In 2011, there were 1,253 households in the village. Based on the main material of outer walls, most homes were built with wood (45.81%), concrete (20.11%), a combination of wood and concrete (16.52%), and concrete blocks (15.00%). 94.89% of homes in the village had sheet metal roofs.

Educational officials have stated that the village struggles with high school dropout rates and teenage pregnancy. Immigrant communities in the village also tend to live in more dilapidated areas that struggle with crime. Some homes still use pit latrines.

== Features ==
All Saints is an important regional service centre. Thus, the village has many facilities including a fire station, police station, clinic, community centre, and many businesses. There is also a primary school (J.T. Ambrose Primary School), the All Saints Secondary School, and many nearby preschools.

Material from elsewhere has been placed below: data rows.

impl TokenSession for MockSession {
    type Object = u64;

    fn login(&self, pin: Option<&SecretString>) -> Result<(), TokenError> {
        let _in_use = self.enter(MockFn::Login);
        let mut state = self.token.state();

        if state.logged_in {
            return Err(TokenError::new(
                "C_Login",
                TokenErrorKind::UserAlreadyLoggedIn,
                "CKR_USER_ALREADY_LOGGED_IN",
            ));
        }

        if let Some(expected) = &self.token.pin {
            let given = pin.map(|pin| pin.expose_secret().as_str());
            if given != Some(expected.as_str()) {
                return Err(TokenError::new("C_Login", TokenErrorKind::PinIncorrect, "CKR_PIN_INCORRECT"));
            }
        }

        state.logged_in = true;
        Ok(())
    }

    fn find_objects(&self, template: &[Attribute]) -> Result<Vec<u64>, TokenError> {
        let _in_use = self.enter(MockFn::FindObjects);
        let state = self.token.state();
        self.token.check_logged_in(&state, "C_FindObjects")?;

        let mut found: Vec<u64> = state
            .objects
            .iter()
            .filter(|(_, object)| template.iter().all(|attr| object.matches(attr)))
            .map(|(handle, _)| *handle)
            .collect();
        found.sort_unstable();
        Ok(found)
    }

    fn generate_key_pair(
        &self,
        mechanism: &Mechanism,
        public_template: &[Attribute],
        private_template: &[Attribute],
    ) -> Result<(u64, u64), TokenError> {
        const FN: &str = "C_GenerateKeyPair";

        let _in_use = self.enter(MockFn::GenerateKeyPair);
        {
            let state = self.token.state();
            self.token.check_logged_in(&state, FN)?;
        }

        let (key_type, key, curve) = match mechanism {
            Mechanism::RsaPkcsKeyPairGen => {
                let bits = public_template
                    .iter()
                    .find_map(|attr| match attr {
                        Attribute::ModulusBits(bits) => Some(*bits),
                        _ => None,
                    })
                    .ok_or_else(|| template_incomplete(FN))?;
                let exponent = Attribute::find_bytes(public_template, AttributeType::PublicExponent)
                    .unwrap_or(&[0x01, 0x00, 0x01]);
                let bits = u32::try_from(bits).map_err(|_| template_incomplete(FN))?;
                let exponent = BigNum::from_slice(exponent).map_err(|e| failed(FN, e))?;
                let rsa = Rsa::generate_with_e(bits, &exponent).map_err(|e| failed(FN, e))?;
                (KeyType::Rsa, PKey::from_rsa(rsa).map_err(|e| failed(FN, e))?, None)
            }
            Mechanism::EcKeyPairGen => {
                let curve = Attribute::find_bytes(public_template, AttributeType::EcParams)
                    .and_then(Curve::from_params)
                    .ok_or_else(|| {
                        TokenError::new(FN, TokenErrorKind::TemplateIncomplete, "CKR_CURVE_NOT_SUPPORTED")
                    })?;
                let group = EcGroup::from_curve_name(curve.nid()).map_err(|e| failed(FN, e))?;
                let ec = EcKey::generate(&group).map_err(|e| failed(FN, e))?;
                (KeyType::Ec, PKey::from_ec_key(ec).map_err(|e| failed(FN, e))?, Some(curve))
            }
            Mechanism::DsaKeyPairGen => {
                let component = |attr_type| {
                    Attribute::find_bytes(public_template, attr_type)
                        .ok_or_else(|| template_incomplete(FN))
                        .and_then(|value| BigNum::from_slice(value).map_err(|e| failed(FN, e)))
                };
                let params = Dsa::from_pqg(
                    component(AttributeType::Prime)?,
                    component(AttributeType::Subprime)?,
                    component(AttributeType::Base)?,
                )
                .map_err(|e| failed(FN, e))?;
                let dsa = params.generate_key().map_err(|e| failed(FN, e))?;
                (KeyType::Dsa, PKey::from_dsa(dsa).map_err(|e| failed(FN, e))?, None)
            }
            _ => return Err(mechanism_invalid(FN)),
        };

        let attr_bytes = |template: &[Attribute], attr_type| {
            Attribute::find_bytes(template, attr_type)
                .map(|v| v.to_vec())
                .unwrap_or_default()
        };

        let public = MockObject {
            class: ObjectClass::PublicKey,
            key_type,
            id: attr_bytes(public_template, AttributeType::Id),
            label: attr_bytes(public_template, AttributeType::Label),
            key: key.clone(),
            curve,
        };
        let private = MockObject {
            class: ObjectClass::PrivateKey,
            key_type,
            id: attr_bytes(private_template, AttributeType::Id),
            label: attr_bytes(private_template, AttributeType::Label),
            key,
            curve,
        };

        let mut state = self.token.state();
        let public_handle = state.next_handle;
        let private_handle = public_handle + 1;
        state.next_handle += 2;
        state.objects.insert(public_handle, public);
        state.objects.insert(private_handle, private);

        Ok((public_handle, private_handle))
    }

    fn get_attributes(&self, object: u64, types: &[AttributeType]) -> Result<Vec<Attribute>, TokenError> {
        const FN: &str = "C_GetAttributeValue";

        let _in_use = self.enter(MockFn::GetAttributeValue);
        let state = self.token.state();
        self.token.check_logged_in(&state, FN)?;
        if state.fail_get_attributes {
            return Err(TokenError::new(FN, TokenErrorKind::FunctionFailed, "CKR_DEVICE_ERROR"));
        }
        let object = state.objects.get(&object).ok_or_else(|| invalid_handle(FN))?;

        let mut attributes = vec![];
        for attr_type in types {
            let attr = match (attr_type, object.key_type) {
                (AttributeType::Class, _) => Attribute::Class(object.class),
                (AttributeType::KeyType, _) => Attribute::KeyType(object.key_type),
                (AttributeType::Id, _) => Attribute::Id(object.id.clone()),
                (AttributeType::Label, _) => Attribute::Label(object.label.clone()),
                (AttributeType::Modulus, KeyType::Rsa) => {
                    let rsa = object.key.rsa().map_err(|e| failed(FN, e))?;
                    Attribute::Modulus(rsa.n().to_vec())
                }
                (AttributeType::PublicExponent, KeyType::Rsa) => {
                    let rsa = object.key.rsa().map_err(|e| failed(FN, e))?;
                    Attribute::PublicExponent(rsa.e().to_vec())
                }
                (AttributeType::EcParams, KeyType::Ec) => match object.curve {
                    Some(curve) => Attribute::EcParams(curve.params().to_vec()),
                    None => continue,
                },
                (AttributeType::EcPoint, KeyType::Ec) if object.class == ObjectClass::PublicKey => {
                    let ec = object.key.ec_key().map_err(|e| failed(FN, e))?;
                    let mut ctx = openssl::bn::BigNumContext::new().map_err(|e| failed(FN, e))?;
                    let point = ec
                        .public_key()
                        .to_bytes(ec.group(), openssl::ec::PointConversionForm::UNCOMPRESSED, &mut ctx)
                        .map_err(|e| failed(FN, e))?;
                    Attribute::EcPoint(wrap_ec_point(&point))
                }
                (AttributeType::Prime, KeyType::Dsa) => {
                    Attribute::Prime(object.key.dsa().map_err(|e| failed(FN, e))?.p().to_vec())
                }
                (AttributeType::Subprime, KeyType::Dsa) => {
                    Attribute::Subprime(object.key.dsa().map_err(|e| failed(FN, e))?.q().to_vec())
                }
                (AttributeType::Base, KeyType::Dsa) => {
                    Attribute::Base(object.key.dsa().map_err(|e| failed(FN, e))?.g().to_vec())
                }
                (AttributeType::Value, KeyType::Dsa) if object.class == ObjectClass::PublicKey => {
                    Attribute::Value(object.key.dsa().map_err(|e| failed(FN, e))?.pub_key().to_vec())
                }
                _ => {
                    return Err(TokenError::new(
                        FN,
                        TokenErrorKind::Other,
                        "CKR_ATTRIBUTE_TYPE_INVALID",
                    ));
                }
            };
            attributes.push(attr);
        }
        Ok(attributes)
    }

    fn sign(&self, mechanism: &Mechanism, key: u64, data: &[u8]) -> Result<Vec<u8>, TokenError> {
        const FN: &str = "C_Sign";

        let _in_use = self.enter(MockFn::Sign);
        self.with_key(FN, key, |object| match (mechanism, object.key_type) {
            (Mechanism::RsaPkcs, KeyType::Rsa) => {
                let rsa = object.key.rsa().map_err(|e| failed(FN, e))?;
                let mut signature = vec![0; rsa.size() as usize];
                let len = rsa
                    .private_encrypt(data, &mut signature, Padding::PKCS1)
                    .map_err(|e| failed(FN, e))?;
                signature.truncate(len);
                Ok(signature)
            }
            (Mechanism::Ecdsa, KeyType::Ec) => {
                let ec = object.key.ec_key().map_err(|e| failed(FN, e))?;
                let field_len = ec.group().degree().div_ceil(8) as i32;
                let sig = EcdsaSig::sign(data, &ec).map_err(|e| failed(FN, e))?;
                let mut signature = sig.r().to_vec_padded(field_len).map_err(|e| failed(FN, e))?;
                signature.extend(sig.s().to_vec_padded(field_len).map_err(|e| failed(FN, e))?);
                Ok(signature)
            }
            (Mechanism::Dsa, KeyType::Dsa) => {
                let q_len = object.key.dsa().map_err(|e| failed(FN, e))?.q().num_bytes();
                if data.len() > q_len as usize {
                    return Err(TokenError::new(FN, TokenErrorKind::Other, "CKR_DATA_LEN_RANGE"));
                }
                let mut ctx = PkeyCtx::new(&object.key).map_err(|e| failed(FN, e))?;
                ctx.sign_init().map_err(|e| failed(FN, e))?;
                let mut der = vec![];
                ctx.sign_to_vec(data, &mut der).map_err(|e| failed(FN, e))?;
                let sig = DsaSig::from_der(&der).map_err(|e| failed(FN, e))?;
                let mut signature = sig.r().to_vec_padded(q_len).map_err(|e| failed(FN, e))?;
                signature.extend(sig.s().to_vec_padded(q_len).map_err(|e| failed(FN, e))?);
                Ok(signature)
            }
            (Mechanism::RsaPkcs, _) | (Mechanism::Ecdsa, _) | (Mechanism::Dsa, _) => Err(TokenError::new(
                FN,
                TokenErrorKind::KeyTypeInconsistent,
                "CKR_KEY_TYPE_INCONSISTENT",
            )),
            _ => Err(mechanism_invalid(FN)),
        })
    }

    fn decrypt(&self, mechanism: &Mechanism, key: u64, ciphertext: &[u8]) -> Result<Vec<u8>, TokenError> {
        const FN: &str = "C_Decrypt";

        let _in_use = self.enter(MockFn::Decrypt);
        self.with_key(FN, key, |object| {
            if object.key_type != KeyType::Rsa {
                return Err(TokenError::new(
                    FN,
                    TokenErrorKind::KeyTypeInconsistent,
                    "CKR_KEY_TYPE_INCONSISTENT",
                ));
            }
            let mut decrypter = Decrypter::new(&object.key).map_err(|e| failed(FN, e))?;
            match mechanism {
                Mechanism::RsaPkcs => {
                    decrypter.set_rsa_padding(Padding::PKCS1).map_err(|e| failed(FN, e))?;
                }
                Mechanism::RsaPkcsOaep(hash) => {
                    decrypter
                        .set_rsa_padding(Padding::PKCS1_OAEP)
                        .map_err(|e| failed(FN, e))?;
                    decrypter
                        .set_rsa_oaep_md(hash.message_digest())
                        .map_err(|e| failed(FN, e))?;
                    decrypter
                        .set_rsa_mgf1_md(hash.message_digest())
                        .map_err(|e| failed(FN, e))?;
                }
                _ => return Err(mechanism_invalid(FN)),
            }
            let len = decrypter.decrypt_len(ciphertext).map_err(|e| failed(FN, e))?;
            let mut plaintext = vec![0; len];
            let len = decrypter
                .decrypt(ciphertext, &mut plaintext)
                .map_err(|_| TokenError::new(FN, TokenErrorKind::Other, "CKR_ENCRYPTED_DATA_INVALID"))?;
            plaintext.truncate(len);
            Ok(plaintext)
        })
    }

    fn generate_random(&self, len: usize) -> Result<Vec<u8>, TokenError> {
        let _in_use = self.enter(MockFn::GenerateRandom);
        let mut buf = vec![0; len];
        openssl::rand::rand_bytes(&mut buf).map_err(|e| failed("C_GenerateRandom", e))?;
        Ok(buf)
    }

    fn destroy_object(&self, object: u64) -> Result<(), TokenError> {
        const FN: &str = "C_DestroyObject";

        let _in_use = self.enter(MockFn::DestroyObject);
        let mut state = self.token.state();
        self.token.check_logged_in(&state, FN)?;

        let class = state
            .objects
            .get(&object)
            .map(|object| object.class)
            .ok_or_else(|| invalid_handle(FN))?;
        if state.fail_destroy.contains(&class) {
            return Err(TokenError::new(FN, TokenErrorKind::FunctionFailed, "CKR_FUNCTION_FAILED"));
        }
        state.objects.remove(&object);
        Ok(())
    }
}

There are several churches in the village, including the All Saints Anglican Church, the Faith Wesleyan Holiness Church, and the Mount Zion Seventh-day Church of God. Grocery stores in the village's boundaries include Cole's Grocery Plus and Sweet n' Cheap Super Mall.

There are also several sit-down and fast food restaurants in and around the village, including a pizza restaurant (Bitar Pizza Fast Food) and two ice cream parlors.